The on-time rate for airlines at the nation's largest airports dropped… (Elaine Thompson, Associated…)
On-time performance of airlines at the nation's biggest airports dropped 9 percentage points Monday after hundreds of air traffic controllers were furloughed by budget cuts.
East Coast airports felt most of the pain, the Federal Aviation Administration said. Staff shortages at air traffic towers were expected to cause more delays Tuesday in Los Angeles, Dallas and Las Vegas.
"Travelers can expect to see a wide range of delays that will change throughout the day depending on staffing and weather-related issues," the agency said in a statement.
Frustrated lawmakers in Washington criticized FAA administrators, saying budget cuts resulting from the so-called sequester could have been made without furloughing air traffic controllers.

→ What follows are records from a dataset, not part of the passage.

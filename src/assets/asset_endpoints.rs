//! Defines the per-row actions of the asset table and the reload action.

use axum::{
    extract::{Path, State},
    response::Response,
};

use crate::{
    Error,
    assets::{AssetEditorState, WriteAction},
};

/// A route handler that starts editing the listed asset with `dealer_id`.
///
/// Whatever draft was in progress is discarded.
pub async fn edit_asset_endpoint(
    State(state): State<AssetEditorState>,
    Path(dealer_id): Path<String>,
) -> Response {
    let Some(asset) = state.store.find(&dealer_id) else {
        tracing::warn!("Tried to edit asset {dealer_id} which is not in the cached list");
        return Error::AssetNotFound(dealer_id).into_alert_response();
    };

    match state.lock_editor() {
        Ok(mut editor) => editor.start_edit(&asset),
        Err(error) => return error.into_alert_response(),
    }

    state.editor_response()
}

/// A route handler for deleting an asset, responds with the refreshed editor.
///
/// There is no confirmation step.
pub async fn delete_asset_endpoint(
    State(state): State<AssetEditorState>,
    Path(dealer_id): Path<String>,
) -> Response {
    let result = state.store.delete(&dealer_id).await;

    state.write_response(WriteAction::Delete, &dealer_id, result)
}

/// A route handler that re-fetches the asset list.
pub async fn refresh_assets_endpoint(State(state): State<AssetEditorState>) -> Response {
    state.store.refresh().await;

    state.editor_response()
}
#![allow(missing_docs)]

pub(crate) mod backend;
pub(crate) mod form;
pub(crate) mod html;
pub(crate) mod http;

pub(crate) use backend::{FakeAssetApi, StubBackend, test_asset};
pub(crate) use form::{
    assert_form_input, assert_form_input_with_value, assert_form_submit_button_with_text,
    assert_hx_endpoint, must_get_form, must_get_input,
};
pub(crate) use html::{assert_valid_html, parse_html_document, parse_html_fragment};
pub(crate) use http::{assert_content_type, assert_status_ok};
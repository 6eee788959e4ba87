use scraper::{ElementRef, Html, Selector};

#[track_caller]
pub(crate) fn must_get_form(html: &Html) -> ElementRef<'_> {
    html.select(&Selector::parse("form").unwrap())
        .next()
        .expect("No form found")
}

#[track_caller]
pub(crate) fn assert_hx_endpoint(element: &ElementRef<'_>, endpoint: &str, attribute: &str) {
    let got = element
        .value()
        .attr(attribute)
        .unwrap_or_else(|| panic!("{attribute} attribute missing"));

    assert_eq!(
        got, endpoint,
        "want element with attribute {attribute}=\"{endpoint}\", got {got:?}"
    );
}

#[track_caller]
pub(crate) fn must_get_input<'a>(form: &ElementRef<'a>, name: &str) -> ElementRef<'a> {
    form.select(&Selector::parse("input").unwrap())
        .find(|input| input.value().attr("name") == Some(name))
        .unwrap_or_else(|| panic!("No input found with name \"{name}\""))
}

/// Assert that the form has a text input called `name` and whether it is required.
#[track_caller]
pub(crate) fn assert_form_input(form: &ElementRef<'_>, name: &str, required: bool) {
    let input = must_get_input(form, name);
    let input_type = input.value().attr("type").unwrap_or_default();

    assert_eq!(
        input_type, "text",
        "want input {name} with type \"text\", got {input_type:?}"
    );
    assert_eq!(
        input.value().attr("required").is_some(),
        required,
        "want input {name} required={required}"
    );
}

#[track_caller]
pub(crate) fn assert_form_input_with_value(form: &ElementRef<'_>, name: &str, value: &str) {
    let input = must_get_input(form, name);
    let input_value = input.value().attr("value").unwrap_or_default();

    assert_eq!(
        input_value, value,
        "want input {name} with value \"{value}\", got {input_value:?}"
    );
}

#[track_caller]
pub(crate) fn assert_form_submit_button_with_text(form: &ElementRef<'_>, text: &str) {
    let submit_button = form
        .select(&Selector::parse("button[type=submit]").unwrap())
        .next()
        .expect("No submit button found");

    let got_text = submit_button.text().collect::<Vec<_>>().join("");
    let got_text = got_text.trim();
    assert_eq!(text, got_text);
}
//! Implements a struct that holds the state of the web server.

use std::sync::{Arc, Mutex};

use crate::{client::AssetApi, editor::Editor, store::AssetStore};

/// The state of the web server.
///
/// Each instance owns its own store and editor, nothing is shared between
/// two instances.
#[derive(Clone)]
pub struct AppState {
    /// The cached asset list and the backend it is synced with.
    pub store: AssetStore,

    /// The asset form's draft.
    pub editor: Arc<Mutex<Editor>>,
}

impl AppState {
    /// Create a new [AppState] backed by `api`.
    ///
    /// The store starts out empty and loading, call [AssetStore::refresh] to
    /// fetch the first list.
    pub fn new(api: Arc<dyn AssetApi>) -> Self {
        Self {
            store: AssetStore::new(api),
            editor: Arc::new(Mutex::new(Editor::new())),
        }
    }
}
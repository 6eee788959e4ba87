//! The HTTP client for the ledger backend's asset routes.

use async_trait::async_trait;
use reqwest::{Client, Response, Url};

use crate::{Error, asset::Asset};

/// The default base URL of the ledger backend.
pub const DEFAULT_API_URL: &str = "http://localhost:8080";

/// The collection route on the backend.
const ASSETS_PATH: &str = "assets";

/// Read and write access to the backend's asset collection.
///
/// Responses to writes are ignored beyond success or failure.
#[async_trait]
pub trait AssetApi: Send + Sync {
    /// Get every asset in the order the backend returns them.
    async fn list(&self) -> Result<Vec<Asset>, Error>;

    /// Create a new asset.
    async fn create(&self, asset: &Asset) -> Result<(), Error>;

    /// Replace the asset with the same dealer ID as `asset`.
    async fn update(&self, asset: &Asset) -> Result<(), Error>;

    /// Delete the asset with `dealer_id`.
    async fn delete(&self, dealer_id: &str) -> Result<(), Error>;
}

/// An [AssetApi] that talks JSON to the backend over HTTP.
///
/// Requests have no timeout and carry no authentication.
#[derive(Debug, Clone)]
pub struct HttpAssetApi {
    client: Client,
    base_url: Url,
}

impl HttpAssetApi {
    /// Create a client for the backend at `base_url`, e.g. "http://localhost:8080".
    ///
    /// # Errors
    /// Returns [Error::InvalidBaseUrl] if `base_url` does not parse or cannot
    /// have path segments appended to it.
    pub fn new(base_url: &str) -> Result<Self, Error> {
        let url =
            Url::parse(base_url).map_err(|_| Error::InvalidBaseUrl(base_url.to_owned()))?;

        if url.cannot_be_a_base() {
            return Err(Error::InvalidBaseUrl(base_url.to_owned()));
        }

        Ok(Self {
            client: Client::new(),
            base_url: url,
        })
    }

    /// The URL of the asset collection, or of a single asset if `dealer_id` is given.
    ///
    /// The dealer ID is percent-encoded as a single path segment.
    fn assets_url(&self, dealer_id: Option<&str>) -> Result<Url, Error> {
        let mut url = self.base_url.clone();

        {
            let mut segments = url
                .path_segments_mut()
                .map_err(|_| Error::InvalidBaseUrl(self.base_url.to_string()))?;
            segments.pop_if_empty().push(ASSETS_PATH);

            if let Some(dealer_id) = dealer_id {
                segments.push(dealer_id);
            }
        }

        Ok(url)
    }
}

#[async_trait]
impl AssetApi for HttpAssetApi {
    async fn list(&self) -> Result<Vec<Asset>, Error> {
        let url = self.assets_url(None)?;
        tracing::debug!("GET {url}");

        let response = self.client.get(url).send().await?;
        let response = check_status(response)?;

        // The backend sends `null` instead of `[]` when it has no assets.
        let assets: Option<Vec<Asset>> = response
            .json()
            .await
            .map_err(|error| Error::Decode(error.to_string()))?;

        Ok(assets.unwrap_or_default())
    }

    async fn create(&self, asset: &Asset) -> Result<(), Error> {
        let url = self.assets_url(None)?;
        tracing::debug!("POST {url} for dealer {}", asset.dealer_id);

        let response = self.client.post(url).json(asset).send().await?;
        check_status(response)?;

        Ok(())
    }

    async fn update(&self, asset: &Asset) -> Result<(), Error> {
        let url = self.assets_url(Some(&asset.dealer_id))?;
        tracing::debug!("PUT {url}");

        let response = self.client.put(url).json(asset).send().await?;
        check_status(response)?;

        Ok(())
    }

    async fn delete(&self, dealer_id: &str) -> Result<(), Error> {
        let url = self.assets_url(Some(dealer_id))?;
        tracing::debug!("DELETE {url}");

        let response = self.client.delete(url).send().await?;
        check_status(response)?;

        Ok(())
    }
}

fn check_status(response: Response) -> Result<Response, Error> {
    let status = response.status();

    if status.is_success() {
        Ok(response)
    } else {
        Err(Error::Status(status.as_u16()))
    }
}
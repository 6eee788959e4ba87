//! Test doubles for the ledger backend.

use std::{
    net::SocketAddr,
    sync::{
        Arc, Mutex,
        atomic::{AtomicUsize, Ordering},
    },
};

use async_trait::async_trait;
use axum::{
    Json, Router,
    extract::{Path, State},
    http::StatusCode,
    routing::{get, put},
};
use tokio::{net::TcpListener, sync::Notify};

use crate::{Error, asset::Asset, client::AssetApi};

/// An asset with every field filled in from `dealer_id`.
pub(crate) fn test_asset(dealer_id: &str) -> Asset {
    Asset {
        dealer_id: dealer_id.to_owned(),
        msisdn: format!("021{dealer_id}"),
        mpin: "1234".to_owned(),
        balance: "100".to_owned(),
        status: "active".to_owned(),
        transaction_amount: "0".to_owned(),
        transaction_type: "init".to_owned(),
        remarks: format!("remarks for {dealer_id}"),
    }
}

/// An in-memory [AssetApi] that can be told to fail and counts its calls.
///
/// Every call yields to the runtime once so that concurrent calls interleave.
#[derive(Debug, Default)]
pub(crate) struct FakeAssetApi {
    assets: Mutex<Vec<Asset>>,
    list_error: Mutex<Option<Error>>,
    write_error: Mutex<Option<Error>>,
    calls: AtomicUsize,
    list_gate: Mutex<Option<Arc<Notify>>>,
    list_held: Notify,
}

impl FakeAssetApi {
    pub(crate) fn new(assets: Vec<Asset>) -> Self {
        Self {
            assets: Mutex::new(assets),
            ..Default::default()
        }
    }

    /// Make every following `list` call fail with `error`.
    pub(crate) fn fail_list(&self, error: Error) {
        *self.list_error.lock().unwrap() = Some(error);
    }

    pub(crate) fn succeed_list(&self) {
        *self.list_error.lock().unwrap() = None;
    }

    /// Make every following write fail with `error`.
    pub(crate) fn fail_writes(&self, error: Error) {
        *self.write_error.lock().unwrap() = Some(error);
    }

    /// Make the next `list` call wait until the returned gate is notified.
    pub(crate) fn hold_next_list(&self) -> Arc<Notify> {
        let gate = Arc::new(Notify::new());
        *self.list_gate.lock().unwrap() = Some(gate.clone());

        gate
    }

    /// Wait until a `list` call is parked on the gate from [Self::hold_next_list].
    pub(crate) async fn list_held(&self) {
        self.list_held.notified().await;
    }

    /// The number of calls made so far, reads and writes.
    pub(crate) fn call_count(&self) -> usize {
        self.calls.load(Ordering::SeqCst)
    }

    pub(crate) fn assets(&self) -> Vec<Asset> {
        self.assets.lock().unwrap().clone()
    }

    /// Add an asset behind the store's back, as another client would.
    pub(crate) fn create_directly(&self, asset: Asset) {
        self.assets.lock().unwrap().push(asset);
    }

    async fn begin_call(&self) {
        self.calls.fetch_add(1, Ordering::SeqCst);
        tokio::task::yield_now().await;
    }

    fn write_error(&self) -> Option<Error> {
        self.write_error.lock().unwrap().clone()
    }
}

#[async_trait]
impl AssetApi for FakeAssetApi {
    async fn list(&self) -> Result<Vec<Asset>, Error> {
        self.begin_call().await;

        let gate = self.list_gate.lock().unwrap().take();
        if let Some(gate) = gate {
            self.list_held.notify_one();
            gate.notified().await;
        }

        let error = self.list_error.lock().unwrap().clone();
        match error {
            Some(error) => Err(error),
            None => Ok(self.assets()),
        }
    }

    async fn create(&self, asset: &Asset) -> Result<(), Error> {
        self.begin_call().await;

        if let Some(error) = self.write_error() {
            return Err(error);
        }

        self.assets.lock().unwrap().push(asset.clone());
        Ok(())
    }

    async fn update(&self, asset: &Asset) -> Result<(), Error> {
        self.begin_call().await;

        if let Some(error) = self.write_error() {
            return Err(error);
        }

        let mut assets = self.assets.lock().unwrap();
        let existing = assets
            .iter_mut()
            .find(|existing| existing.dealer_id == asset.dealer_id)
            .ok_or(Error::Status(404))?;
        *existing = asset.clone();

        Ok(())
    }

    async fn delete(&self, dealer_id: &str) -> Result<(), Error> {
        self.begin_call().await;

        if let Some(error) = self.write_error() {
            return Err(error);
        }

        let mut assets = self.assets.lock().unwrap();
        let index = assets
            .iter()
            .position(|asset| asset.dealer_id == dealer_id)
            .ok_or(Error::Status(404))?;
        assets.remove(index);

        Ok(())
    }
}

#[derive(Debug, Clone)]
struct StubState {
    assets: Arc<Mutex<Vec<Asset>>>,
    null_list: bool,
}

/// A ledger backend served over HTTP on a loopback port.
pub(crate) struct StubBackend {
    addr: SocketAddr,
    assets: Arc<Mutex<Vec<Asset>>>,
}

impl StubBackend {
    pub(crate) async fn start(assets: Vec<Asset>) -> Self {
        Self::start_with(assets, false).await
    }

    /// Start a backend that answers `null` to list requests.
    pub(crate) async fn start_with_null_list() -> Self {
        Self::start_with(Vec::new(), true).await
    }

    async fn start_with(assets: Vec<Asset>, null_list: bool) -> Self {
        let assets = Arc::new(Mutex::new(assets));
        let router = Router::new()
            .route("/assets", get(list_assets).post(create_asset))
            .route("/assets/{dealer_id}", put(update_asset).delete(delete_asset))
            .with_state(StubState {
                assets: assets.clone(),
                null_list,
            });

        let listener = TcpListener::bind("127.0.0.1:0")
            .await
            .expect("could not bind stub backend");
        let addr = listener
            .local_addr()
            .expect("could not get stub backend address");

        tokio::spawn(async move {
            axum::serve(listener, router)
                .await
                .expect("stub backend stopped unexpectedly");
        });

        Self { addr, assets }
    }

    /// A URL on which nothing is listening.
    pub(crate) async fn unused_url() -> String {
        let listener = TcpListener::bind("127.0.0.1:0")
            .await
            .expect("could not bind a free port");
        let addr = listener.local_addr().expect("could not get address");
        drop(listener);

        format!("http://{addr}")
    }

    pub(crate) fn url(&self) -> String {
        format!("http://{}", self.addr)
    }

    pub(crate) fn assets(&self) -> Vec<Asset> {
        self.assets.lock().unwrap().clone()
    }
}

async fn list_assets(State(state): State<StubState>) -> Json<Option<Vec<Asset>>> {
    if state.null_list {
        return Json(None);
    }

    Json(Some(state.assets.lock().unwrap().clone()))
}

async fn create_asset(
    State(state): State<StubState>,
    Json(asset): Json<Asset>,
) -> (StatusCode, Json<Asset>) {
    state.assets.lock().unwrap().push(asset.clone());

    (StatusCode::CREATED, Json(asset))
}

async fn update_asset(
    State(state): State<StubState>,
    Path(dealer_id): Path<String>,
    Json(asset): Json<Asset>,
) -> StatusCode {
    if dealer_id != asset.dealer_id {
        return StatusCode::BAD_REQUEST;
    }

    let mut assets = state.assets.lock().unwrap();

    match assets.iter_mut().find(|existing| existing.dealer_id == dealer_id) {
        Some(existing) => {
            *existing = asset;
            StatusCode::OK
        }
        None => StatusCode::NOT_FOUND,
    }
}

async fn delete_asset(State(state): State<StubState>, Path(dealer_id): Path<String>) -> StatusCode {
    let mut assets = state.assets.lock().unwrap();

    match assets.iter().position(|asset| asset.dealer_id == dealer_id) {
        Some(index) => {
            assets.remove(index);
            StatusCode::NO_CONTENT
        }
        None => StatusCode::NOT_FOUND,
    }
}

"Not all government spending is created equally, and so this morning I'm calling on the Obama administration and the FAA to be smarter and more transparent about the sequester," Sen. Mitch McConnell (R-Ky.) said on the Senate floor.
The union representing the nation's 15,000 air traffic controllers said the overtime the FAA is paying to deal with the staff shortages is erasing any savings from the furloughs.
"It's simple math — furloughing controllers earning base while paying others base pay plus an additional 50% will not result in savings," the National Air Traffic Controllers Assn. said in a statement.
But FAA officials said they were only approving overtime pay on a limited basis.
The on-time rate for airlines at the nation's largest airports dropped to an average of about 73% on Monday, compared with 82% the previous Monday, according to Flightstats, a website that monitors airline performance rates.
On-time rates dropped even more at airports in New York and Florida, with LaGuardia Airport reporting a 47% rate and Fort Lauderdale-Hollywood International Airport at 51%, according to the website. Some delays in New York, however, were attributed to strong winds.
At Los Angeles International Airport, where some travelers reported delays of up to an hour, the average on-time performance was 78% on Monday, about the same rate as the previous Monday, according to Flightstats.
The FAA said it delayed 1,200 flights Monday because of staff shortages — about three times as many as Sunday. The FAA attributed 1,400 other delays to severe weather and other factors, such as airport maintenance work.